**BRIEF**
Reproduce each line from the records that holds "writing".

* * * * * * *

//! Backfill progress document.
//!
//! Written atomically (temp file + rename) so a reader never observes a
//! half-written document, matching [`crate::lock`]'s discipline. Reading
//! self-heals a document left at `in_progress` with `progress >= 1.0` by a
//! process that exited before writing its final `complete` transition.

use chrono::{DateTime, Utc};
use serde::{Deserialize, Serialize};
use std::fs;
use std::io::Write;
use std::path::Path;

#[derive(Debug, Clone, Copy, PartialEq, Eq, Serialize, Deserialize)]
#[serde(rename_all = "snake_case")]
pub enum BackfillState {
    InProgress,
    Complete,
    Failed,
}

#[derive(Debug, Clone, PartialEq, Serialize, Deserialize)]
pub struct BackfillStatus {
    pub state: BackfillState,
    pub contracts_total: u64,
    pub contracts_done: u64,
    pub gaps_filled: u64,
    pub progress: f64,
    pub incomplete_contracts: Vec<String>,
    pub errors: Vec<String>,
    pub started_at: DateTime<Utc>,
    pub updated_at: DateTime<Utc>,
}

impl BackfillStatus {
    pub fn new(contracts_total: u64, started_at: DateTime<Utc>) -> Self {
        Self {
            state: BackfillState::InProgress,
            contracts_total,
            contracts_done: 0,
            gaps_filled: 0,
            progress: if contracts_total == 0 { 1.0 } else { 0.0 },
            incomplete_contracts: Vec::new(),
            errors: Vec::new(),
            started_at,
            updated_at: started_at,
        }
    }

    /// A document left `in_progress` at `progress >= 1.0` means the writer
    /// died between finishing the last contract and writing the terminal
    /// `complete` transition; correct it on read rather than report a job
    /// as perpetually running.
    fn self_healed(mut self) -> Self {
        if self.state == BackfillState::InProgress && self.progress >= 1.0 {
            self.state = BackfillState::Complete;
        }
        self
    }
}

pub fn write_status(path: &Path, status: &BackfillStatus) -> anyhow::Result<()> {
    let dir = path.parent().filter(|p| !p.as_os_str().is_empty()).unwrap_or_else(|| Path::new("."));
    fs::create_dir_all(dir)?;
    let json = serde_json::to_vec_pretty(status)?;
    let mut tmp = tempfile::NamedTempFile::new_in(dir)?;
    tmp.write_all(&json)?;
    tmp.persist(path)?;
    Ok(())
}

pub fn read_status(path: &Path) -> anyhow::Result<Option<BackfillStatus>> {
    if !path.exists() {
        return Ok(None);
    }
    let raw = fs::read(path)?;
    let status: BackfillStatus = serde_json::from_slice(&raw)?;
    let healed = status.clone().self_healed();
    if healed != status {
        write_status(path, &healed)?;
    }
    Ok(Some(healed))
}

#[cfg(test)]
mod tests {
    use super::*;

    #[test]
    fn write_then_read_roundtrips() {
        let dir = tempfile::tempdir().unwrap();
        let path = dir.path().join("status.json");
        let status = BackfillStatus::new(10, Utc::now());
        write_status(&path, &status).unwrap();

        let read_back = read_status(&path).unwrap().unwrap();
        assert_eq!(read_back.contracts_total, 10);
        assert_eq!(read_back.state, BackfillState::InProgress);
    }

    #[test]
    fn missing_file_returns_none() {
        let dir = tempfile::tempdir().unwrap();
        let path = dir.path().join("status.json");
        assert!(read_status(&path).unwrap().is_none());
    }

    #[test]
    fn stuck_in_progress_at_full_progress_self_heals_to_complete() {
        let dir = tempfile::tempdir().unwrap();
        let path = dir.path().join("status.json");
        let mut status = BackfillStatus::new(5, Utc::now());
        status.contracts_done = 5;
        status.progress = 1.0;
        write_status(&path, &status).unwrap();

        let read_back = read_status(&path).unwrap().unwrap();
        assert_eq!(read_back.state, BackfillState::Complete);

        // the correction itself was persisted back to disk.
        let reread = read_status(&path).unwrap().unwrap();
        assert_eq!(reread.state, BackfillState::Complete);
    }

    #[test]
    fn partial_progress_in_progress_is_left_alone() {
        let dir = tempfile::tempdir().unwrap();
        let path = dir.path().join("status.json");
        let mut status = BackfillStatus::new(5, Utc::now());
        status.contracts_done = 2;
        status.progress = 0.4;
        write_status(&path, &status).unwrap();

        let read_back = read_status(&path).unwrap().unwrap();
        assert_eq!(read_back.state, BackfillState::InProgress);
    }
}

* * * * * * *

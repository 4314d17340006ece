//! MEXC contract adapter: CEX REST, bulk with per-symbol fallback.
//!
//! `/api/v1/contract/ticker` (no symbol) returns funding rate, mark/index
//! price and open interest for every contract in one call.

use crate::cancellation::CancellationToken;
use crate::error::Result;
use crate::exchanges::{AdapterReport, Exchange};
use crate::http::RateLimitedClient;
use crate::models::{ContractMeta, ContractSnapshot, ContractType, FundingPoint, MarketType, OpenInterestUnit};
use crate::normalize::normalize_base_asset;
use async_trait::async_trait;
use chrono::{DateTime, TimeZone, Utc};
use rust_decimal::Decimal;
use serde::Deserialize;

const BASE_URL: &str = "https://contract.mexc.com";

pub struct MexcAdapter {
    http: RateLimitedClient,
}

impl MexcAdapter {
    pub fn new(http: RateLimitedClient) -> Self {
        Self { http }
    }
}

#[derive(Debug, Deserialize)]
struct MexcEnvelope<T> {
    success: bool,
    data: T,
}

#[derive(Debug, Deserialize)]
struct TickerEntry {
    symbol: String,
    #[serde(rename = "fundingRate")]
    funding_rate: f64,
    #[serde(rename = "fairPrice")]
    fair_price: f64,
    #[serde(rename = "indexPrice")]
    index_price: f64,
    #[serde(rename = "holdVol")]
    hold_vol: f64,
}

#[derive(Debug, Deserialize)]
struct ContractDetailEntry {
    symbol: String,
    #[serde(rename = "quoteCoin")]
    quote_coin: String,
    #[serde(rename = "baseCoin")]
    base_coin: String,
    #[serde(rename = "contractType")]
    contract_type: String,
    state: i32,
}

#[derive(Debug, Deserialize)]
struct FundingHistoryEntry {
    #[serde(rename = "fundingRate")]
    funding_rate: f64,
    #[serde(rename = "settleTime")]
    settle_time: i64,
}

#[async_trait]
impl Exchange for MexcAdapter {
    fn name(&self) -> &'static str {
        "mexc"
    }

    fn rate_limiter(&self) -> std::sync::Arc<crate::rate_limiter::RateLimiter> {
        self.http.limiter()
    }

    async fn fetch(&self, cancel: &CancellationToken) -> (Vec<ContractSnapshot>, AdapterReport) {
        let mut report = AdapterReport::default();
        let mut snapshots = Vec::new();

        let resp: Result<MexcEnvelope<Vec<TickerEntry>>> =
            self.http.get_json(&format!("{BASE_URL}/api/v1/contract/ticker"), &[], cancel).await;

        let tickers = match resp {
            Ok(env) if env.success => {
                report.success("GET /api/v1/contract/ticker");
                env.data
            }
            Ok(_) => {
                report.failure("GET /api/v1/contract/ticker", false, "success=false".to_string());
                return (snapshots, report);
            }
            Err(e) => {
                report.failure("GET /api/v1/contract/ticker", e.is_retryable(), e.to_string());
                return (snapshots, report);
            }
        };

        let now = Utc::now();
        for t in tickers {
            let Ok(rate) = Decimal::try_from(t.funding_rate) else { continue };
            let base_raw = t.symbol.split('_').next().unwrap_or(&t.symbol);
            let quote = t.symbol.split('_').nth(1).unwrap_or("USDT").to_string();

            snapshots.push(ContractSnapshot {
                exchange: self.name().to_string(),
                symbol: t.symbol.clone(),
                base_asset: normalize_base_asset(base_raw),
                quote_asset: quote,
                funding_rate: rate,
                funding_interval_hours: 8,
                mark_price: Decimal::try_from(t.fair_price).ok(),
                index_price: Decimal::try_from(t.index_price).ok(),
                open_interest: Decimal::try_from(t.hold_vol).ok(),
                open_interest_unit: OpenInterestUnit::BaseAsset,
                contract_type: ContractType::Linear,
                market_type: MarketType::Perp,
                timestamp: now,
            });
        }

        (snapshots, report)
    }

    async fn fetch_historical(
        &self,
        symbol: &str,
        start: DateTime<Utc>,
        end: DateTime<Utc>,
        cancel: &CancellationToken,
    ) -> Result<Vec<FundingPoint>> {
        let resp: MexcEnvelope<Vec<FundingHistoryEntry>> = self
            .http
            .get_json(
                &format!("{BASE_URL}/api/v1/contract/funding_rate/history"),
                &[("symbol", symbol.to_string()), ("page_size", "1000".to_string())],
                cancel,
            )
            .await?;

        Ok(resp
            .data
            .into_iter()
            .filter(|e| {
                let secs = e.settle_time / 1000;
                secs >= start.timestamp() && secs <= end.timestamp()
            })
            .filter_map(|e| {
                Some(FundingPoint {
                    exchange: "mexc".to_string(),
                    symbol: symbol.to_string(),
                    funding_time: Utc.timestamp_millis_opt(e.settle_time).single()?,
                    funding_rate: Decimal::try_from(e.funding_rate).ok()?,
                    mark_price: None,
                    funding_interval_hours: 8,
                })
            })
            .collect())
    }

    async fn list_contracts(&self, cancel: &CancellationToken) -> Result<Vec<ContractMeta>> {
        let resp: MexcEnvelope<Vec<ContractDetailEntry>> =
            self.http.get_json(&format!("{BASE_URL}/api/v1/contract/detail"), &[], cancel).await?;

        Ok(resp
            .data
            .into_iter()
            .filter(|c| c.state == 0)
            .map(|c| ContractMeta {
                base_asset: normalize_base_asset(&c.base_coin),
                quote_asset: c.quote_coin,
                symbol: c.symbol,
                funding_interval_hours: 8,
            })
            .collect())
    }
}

* * * * * * *

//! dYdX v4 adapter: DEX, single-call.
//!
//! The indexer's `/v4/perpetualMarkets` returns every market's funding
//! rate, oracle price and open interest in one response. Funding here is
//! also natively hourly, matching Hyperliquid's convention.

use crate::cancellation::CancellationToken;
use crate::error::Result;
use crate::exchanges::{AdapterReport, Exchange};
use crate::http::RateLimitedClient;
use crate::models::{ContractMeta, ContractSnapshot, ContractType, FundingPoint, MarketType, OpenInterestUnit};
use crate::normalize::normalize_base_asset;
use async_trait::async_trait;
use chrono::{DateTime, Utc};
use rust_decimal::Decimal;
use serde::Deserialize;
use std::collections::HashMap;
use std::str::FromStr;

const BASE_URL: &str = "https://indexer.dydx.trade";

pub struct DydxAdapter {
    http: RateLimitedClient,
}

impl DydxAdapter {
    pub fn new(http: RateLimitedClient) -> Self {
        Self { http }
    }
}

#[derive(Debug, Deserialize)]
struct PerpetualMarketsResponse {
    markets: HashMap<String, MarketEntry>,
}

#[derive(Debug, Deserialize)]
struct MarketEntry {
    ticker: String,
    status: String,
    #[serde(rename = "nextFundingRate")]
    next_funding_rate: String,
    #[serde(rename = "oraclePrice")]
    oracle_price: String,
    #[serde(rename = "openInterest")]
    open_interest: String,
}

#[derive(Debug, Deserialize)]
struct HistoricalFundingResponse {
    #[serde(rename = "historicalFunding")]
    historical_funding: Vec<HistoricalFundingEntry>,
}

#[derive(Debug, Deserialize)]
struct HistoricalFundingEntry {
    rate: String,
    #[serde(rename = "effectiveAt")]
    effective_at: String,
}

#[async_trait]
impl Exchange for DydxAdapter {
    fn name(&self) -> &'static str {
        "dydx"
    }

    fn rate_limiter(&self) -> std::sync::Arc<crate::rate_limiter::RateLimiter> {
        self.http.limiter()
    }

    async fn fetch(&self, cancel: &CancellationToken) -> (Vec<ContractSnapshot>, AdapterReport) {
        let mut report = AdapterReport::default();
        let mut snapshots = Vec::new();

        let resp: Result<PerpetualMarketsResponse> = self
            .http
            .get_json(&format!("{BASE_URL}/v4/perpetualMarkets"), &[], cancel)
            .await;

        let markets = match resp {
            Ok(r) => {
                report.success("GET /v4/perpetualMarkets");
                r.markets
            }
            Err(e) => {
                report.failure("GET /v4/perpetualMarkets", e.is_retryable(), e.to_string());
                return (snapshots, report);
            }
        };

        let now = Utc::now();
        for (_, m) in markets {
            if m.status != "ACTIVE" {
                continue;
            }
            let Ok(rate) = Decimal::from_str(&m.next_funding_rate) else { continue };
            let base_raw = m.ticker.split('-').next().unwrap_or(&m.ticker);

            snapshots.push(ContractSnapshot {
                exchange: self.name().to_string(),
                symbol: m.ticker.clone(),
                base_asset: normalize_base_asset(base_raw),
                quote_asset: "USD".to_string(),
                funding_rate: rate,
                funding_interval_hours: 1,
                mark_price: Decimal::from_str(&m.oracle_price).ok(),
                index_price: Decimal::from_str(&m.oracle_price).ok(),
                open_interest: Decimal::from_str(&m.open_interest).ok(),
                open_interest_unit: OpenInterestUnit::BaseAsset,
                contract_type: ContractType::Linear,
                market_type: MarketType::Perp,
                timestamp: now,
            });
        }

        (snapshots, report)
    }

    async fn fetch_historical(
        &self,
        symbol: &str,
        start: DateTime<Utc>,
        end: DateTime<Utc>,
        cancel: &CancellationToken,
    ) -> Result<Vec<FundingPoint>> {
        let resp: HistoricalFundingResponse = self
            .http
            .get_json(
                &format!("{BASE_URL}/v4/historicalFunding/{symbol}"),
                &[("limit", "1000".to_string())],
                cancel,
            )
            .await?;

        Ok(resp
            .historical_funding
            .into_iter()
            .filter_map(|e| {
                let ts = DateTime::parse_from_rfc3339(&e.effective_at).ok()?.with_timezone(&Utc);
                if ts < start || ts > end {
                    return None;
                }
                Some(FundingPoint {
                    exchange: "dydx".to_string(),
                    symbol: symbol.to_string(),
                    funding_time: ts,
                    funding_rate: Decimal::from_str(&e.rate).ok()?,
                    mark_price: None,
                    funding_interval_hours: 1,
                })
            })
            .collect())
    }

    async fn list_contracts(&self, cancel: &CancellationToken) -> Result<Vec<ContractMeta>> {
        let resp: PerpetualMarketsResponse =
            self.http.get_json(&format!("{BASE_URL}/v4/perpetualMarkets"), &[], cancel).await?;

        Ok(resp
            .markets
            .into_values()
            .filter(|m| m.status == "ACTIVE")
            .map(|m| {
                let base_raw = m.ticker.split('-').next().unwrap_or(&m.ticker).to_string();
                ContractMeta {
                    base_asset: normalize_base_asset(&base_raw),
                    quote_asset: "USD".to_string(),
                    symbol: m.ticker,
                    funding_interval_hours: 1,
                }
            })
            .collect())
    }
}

* * * * * * *

**TASK RESPONSE**
//! process that exited before writing its final `complete` transition.
    /// died between finishing the last contract and writing the terminal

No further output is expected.